None seemed to notice that the joint was a gulag, with inmates running violent ‘encounter groups’ and acting as strong-arms from the administration, while serial killers enjoyed the acid, straight from Sandoz’s labs.
Barker eventually departed for a lucrative career as an expert witness and to run an anti-day care lobbying group, leaving Maier to take over.
Finally, in 1983, guards in Penetang locked Maier out of the building and the Bill Davis government woke up and cleared out the hippies. By then, more than 1,200 patients had been through the system.
Last week’s decision by Justice Paul Perell of the Ontario Superior Court of Justice that the doctors and government breached their fiduciary duty to the inmates by running a torture chamber leaves some rather interesting plaintiffs who are about to cash in with residential school-level pay-outs. Among them:
* Terry Ghetti, found not guilty by reason of insanity in 1973 for raping and killing an elderly woman in her apartment. While being held in the Don Jail, Ghetti sucker-punched another inmate and killed him.
* Eldon Hardy, who had a long career of raping young boys from 1972 until 2009. Hardy would high tail it to a park or playground whenever he was out of jail or a psych hospital. In March 2010, Hardy walked away from the Royal Ottawa Hospital, where he was being assessed after another string of sex assaults, but was picked up at a Toronto airport, as he was about to flee the country.
* Chris Magee, a serial killer and rapist who travelled to south-western Ontario in a dead stock removal truck, raping and killing young women and was dubbed “The Mad Slasher”. In the early 1990s, Magee ran a video rental business in Oak Ridge.
* Doug McCaul, who strangled and stomped on Carol Lynn Millar until she was dead and then dumped her half-naked body in a leaf trough in Toronto’s Alexander Muir Park. He came back to the body three days later tried to dress her in his sister’s pantyhose. He gave some thought to raping the dead body, but jerked off on the pantyhose instead. After he was caught, he confessed to murdering Archie McDougall, a school custodian, for no apparent reason. He last made the news when he got a day pass from a psych hospital to practice lawn bowling.
* Russell Johnson, who killed at least seven women in the Kitchener-Guelph area in the 1970s after scaling balconies of apartment buildings. He specialized in making it look like the women died of natural causes.
* Leeford Miller, recently deported to Jamaica after spending years in psychiatric hospitals for murdering a woman who got in the way when he tried to kill his wife in 1977.
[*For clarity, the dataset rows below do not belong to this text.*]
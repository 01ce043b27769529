//! Logging setup.

use std::path::Path;
use tracing_appender::non_blocking::WorkerGuard;
use tracing_subscriber::{fmt, prelude::*, EnvFilter};

/// Setup logging with the given level.
///
/// `RUST_LOG` overrides `level` when set. With `file`, output is also written
/// to a daily rolling file next to that path; keep the returned guard alive
/// for as long as logs should be flushed.
pub fn setup_logging(level: &str, json: bool, file: Option<&Path>) -> Option<WorkerGuard> {
    let filter = EnvFilter::try_from_default_env()
        .unwrap_or_else(|_| EnvFilter::new(level));

    let console = if json {
        fmt::layer().json().boxed()
    } else {
        fmt::layer().pretty().boxed()
    };

    let (file_layer, guard) = match file {
        Some(path) => {
            let dir = path
                .parent()
                .filter(|p| !p.as_os_str().is_empty())
                .unwrap_or_else(|| Path::new("."));
            let name = path
                .file_name()
                .map(|n| n.to_os_string())
                .unwrap_or_else(|| "portfolio.log".into());

            let (writer, guard) = tracing_appender::non_blocking(
                tracing_appender::rolling::daily(dir, name),
            );
            let layer = fmt::layer().with_writer(writer).with_ansi(false);
            let layer = if json { layer.json().boxed() } else { layer.boxed() };
            (Some(layer), Some(guard))
        }
        None => (None, None),
    };

    // A subscriber may already be installed (tests, embedding); keep it.
    let _ = tracing_subscriber::registry()
        .with(filter)
        .with(console)
        .with(file_layer)
        .try_init();

    guard
}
* Roger Pinet, who killed four members of his wife’s family in Yellowknife, in 1976. In 2004, the Supreme Court of Canada agreed with Pinet’s argument that mentally ill offenders should be held in the least restrictive custody possible.
* Bruce Hamill, who murdered an elderly school caretaker in New Edinburgh in the early 1980s, was released a few years later, got a job as a security guard at the Ottawa courthouse in the late ‘80s and, with Peter Woodcock, a serial killer who preyed on children, raped and murdered a male patient on the grounds of the Brockville Psychiatric Hospital.
Don’t spend it all in one place, you crazy kids!